## EXERCISE DIRECTIONS:
Only lines with the word "TaxLossArgs" are needed; collect each of them from the listing below.
********
pub mod drift;

pub use drift::{rebalance, DriftEntry, RebalanceRequest, RebalanceResult, Trade, TradeSide};
use clap::Args;
use serde_json::Value;

use crate::context::{build_engine, GlobalArgs};

/// Arguments for tax-loss harvesting
#[derive(Args)]
pub struct TaxLossArgs {
    pub id: String,

    /// Restrict the report to one holding (required with --harvest)
    #[arg(long)]
    pub symbol: Option<String>,

    /// Sell the losing position at the latest price
    #[arg(long, requires = "symbol")]
    pub harvest: bool,
}

pub fn run_tax_loss_harvest(args: TaxLossArgs, global: &GlobalArgs) -> Result<Value, Box<dyn std::error::Error>> {
    let engine = build_engine(global)?;
    match (args.harvest, args.symbol.as_deref()) {
        (true, Some(symbol)) => Ok(serde_json::to_value(engine.harvest(&args.id, symbol)?)?),
        (true, None) => Err("--harvest requires --symbol".into()),
        (false, symbol) => Ok(serde_json::to_value(
            engine.tax_loss_opportunities(&args.id, symbol)?,
        )?),
    }
}
use rust_decimal::{Decimal, MathematicalOps};
use serde::{Deserialize, Serialize};

use crate::math::{max_drawdown, mean, sample_std_dev, sharpe_ratio, sqrt_decimal};
use crate::types::Rate;

/// Time-weighted performance of a return series. Contributions do not
/// affect any of these figures.
#[derive(Debug, Clone, Default, PartialEq, Serialize, Deserialize)]
pub struct PerformanceStats {
    pub total_return: Rate,
    pub annualized_return: Rate,
    pub annualized_volatility: Rate,
    pub sharpe_ratio: Decimal,
    /// Positive fraction.
    pub max_drawdown: Rate,
}

pub fn performance_stats(
    returns: &[Decimal],
    periods_per_year: u32,
    risk_free_rate: Rate,
) -> PerformanceStats {
    if returns.is_empty() || periods_per_year == 0 {
        return PerformanceStats::default();
    }
    let ppy = Decimal::from(periods_per_year);

    let mut index = Vec::with_capacity(returns.len() + 1);
    let mut level = Decimal::ONE;
    index.push(level);
    for r in returns {
        level *= Decimal::ONE + *r;
        index.push(level);
    }
    let total_return = level - Decimal::ONE;

    let years = Decimal::from(returns.len() as u64) / ppy;
    let annualized_return = if level > Decimal::ZERO && !years.is_zero() {
        level
            .checked_powd(Decimal::ONE / years)
            .map(|g| g - Decimal::ONE)
            .unwrap_or_else(|| mean(returns) * ppy)
    } else {
        Decimal::NEGATIVE_ONE
    };

    let annualized_volatility = sample_std_dev(returns) * sqrt_decimal(ppy);

    PerformanceStats {
        total_return: total_return.round_dp(6),
        annualized_return: annualized_return.round_dp(6),
        annualized_volatility: annualized_volatility.round_dp(6),
        sharpe_ratio: sharpe_ratio(annualized_return, risk_free_rate, annualized_volatility)
            .round_dp(4),
        max_drawdown: max_drawdown(&index).round_dp(6),
    }
}

#[cfg(test)]
mod tests {
    use super::*;
    use rust_decimal_macros::dec;

    #[test]
    fn test_total_return_compounds() {
        let s = performance_stats(&[dec!(0.10), dec!(-0.10)], 12, dec!(0.02));
        assert_eq!(s.total_return, dec!(-0.01));
        assert_eq!(s.max_drawdown, dec!(0.1));
    }

    #[test]
    fn test_one_year_of_constant_returns() {
        let returns = vec![dec!(0.01); 12];
        let s = performance_stats(&returns, 12, dec!(0.02));
        assert_eq!(s.annualized_volatility, Decimal::ZERO);
        assert_eq!(s.annualized_return, s.total_return);
        assert_eq!(s.sharpe_ratio, Decimal::ZERO);
        assert_eq!(s.max_drawdown, Decimal::ZERO);
    }

    #[test]
    fn test_empty() {
        assert_eq!(performance_stats(&[], 252, dec!(0.02)), PerformanceStats::default());
    }
}
pub mod harvester;

pub use harvester::{
    find_opportunities, harvest_position, HarvestCandidate, HarvestOutcome, TaxLossOpportunity,
    TaxLossReport,
};
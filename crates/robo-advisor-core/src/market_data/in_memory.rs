use chrono::NaiveDate;
use serde::{Deserialize, Serialize};
use std::collections::{BTreeMap, HashMap};

use super::{AssetSeries, MarketDataProvider, PricePoint};
use crate::error::AdvisorError;
use crate::types::{Money, Rate};
use crate::AdvisorResult;

/// On-disk shape of a market data file.
#[derive(Debug, Clone, Default, Serialize, Deserialize)]
pub struct MarketDataDocument {
    pub series: BTreeMap<String, Vec<PricePoint>>,
    #[serde(default)]
    pub dividend_yields: BTreeMap<String, Rate>,
}

/// Market data held entirely in memory, typically loaded from a JSON file.
#[derive(Debug, Clone, Default)]
pub struct InMemoryMarketData {
    series: HashMap<String, AssetSeries>,
    dividend_yields: HashMap<String, Rate>,
}

impl InMemoryMarketData {
    pub fn new() -> Self {
        Self::default()
    }

    pub fn from_document(doc: MarketDataDocument, max_gap_days: i64) -> AdvisorResult<Self> {
        let mut data = Self::new();
        for (symbol, points) in doc.series {
            data.insert(AssetSeries::new(symbol, points, max_gap_days)?);
        }
        for (symbol, y) in doc.dividend_yields {
            data.dividend_yields.insert(symbol.trim().to_uppercase(), y);
        }
        Ok(data)
    }

    pub fn from_json(json: &str, max_gap_days: i64) -> AdvisorResult<Self> {
        let doc: MarketDataDocument = serde_json::from_str(json)?;
        Self::from_document(doc, max_gap_days)
    }

    pub fn insert(&mut self, series: AssetSeries) {
        self.series.insert(series.symbol().to_string(), series);
    }

    pub fn set_dividend_yield(&mut self, symbol: &str, dividend_yield: Rate) {
        self.dividend_yields
            .insert(symbol.trim().to_uppercase(), dividend_yield);
    }

    pub fn symbols(&self) -> Vec<String> {
        let mut symbols: Vec<String> = self.series.keys().cloned().collect();
        symbols.sort();
        symbols
    }

    fn lookup(&self, symbol: &str) -> AdvisorResult<&AssetSeries> {
        let key = symbol.trim().to_uppercase();
        self.series
            .get(&key)
            .ok_or_else(|| AdvisorError::not_found("Symbol", key))
    }
}

impl MarketDataProvider for InMemoryMarketData {
    fn price_history(&self, symbol: &str, from: NaiveDate, to: NaiveDate) -> AdvisorResult<AssetSeries> {
        let window = self.lookup(symbol)?.window(from, to);
        if window.is_empty() {
            return Err(AdvisorError::InsufficientData(format!(
                "No prices for {} between {from} and {to}",
                window.symbol()
            )));
        }
        Ok(window)
    }

    fn latest_price(&self, symbol: &str) -> AdvisorResult<Money> {
        let series = self.lookup(symbol)?;
        series.last().map(|p| p.price).ok_or_else(|| {
            AdvisorError::InsufficientData(format!("No prices for {}", series.symbol()))
        })
    }

    fn dividend_yield(&self, symbol: &str) -> AdvisorResult<Option<Rate>> {
        Ok(self
            .dividend_yields
            .get(&symbol.trim().to_uppercase())
            .copied())
    }

    fn last_date(&self) -> Option<NaiveDate> {
        self.series
            .values()
            .filter_map(|s| s.last().map(|p| p.date))
            .max()
    }
}

#[cfg(test)]
mod tests {
    use super::*;
    use rust_decimal_macros::dec;

    const DOC: &str = r#"{
        "series": {
            "VTI": [
                {"date": "2024-01-02", "price": 100},
                {"date": "2024-01-03", "price": 101.5},
                {"date": "2024-01-04", "price": 99}
            ]
        },
        "dividend_yields": {"vti": 0.014}
    }"#;

    #[test]
    fn test_load_and_query() {
        let md = InMemoryMarketData::from_json(DOC, 7).unwrap();
        assert_eq!(md.latest_price("vti").unwrap(), dec!(99));
        assert_eq!(md.dividend_yield("VTI").unwrap(), Some(dec!(0.014)));
        assert_eq!(
            md.last_date(),
            NaiveDate::from_ymd_opt(2024, 1, 4)
        );
    }

    #[test]
    fn test_window_filters_dates() {
        let md = InMemoryMarketData::from_json(DOC, 7).unwrap();
        let from = NaiveDate::from_ymd_opt(2024, 1, 3).unwrap();
        let to = NaiveDate::from_ymd_opt(2024, 1, 31).unwrap();
        assert_eq!(md.price_history("VTI", from, to).unwrap().len(), 2);
    }

    #[test]
    fn test_unknown_symbol_is_not_found() {
        let md = InMemoryMarketData::from_json(DOC, 7).unwrap();
        assert!(matches!(
            md.latest_price("XYZ"),
            Err(AdvisorError::NotFound { .. })
        ));
    }
}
********
## WRITTEN REPLY:
pub struct TaxLossArgs {
pub fn run_tax_loss_harvest(args: TaxLossArgs, global: &GlobalArgs) -> Result<Value, Box<dyn std::error::Error>> {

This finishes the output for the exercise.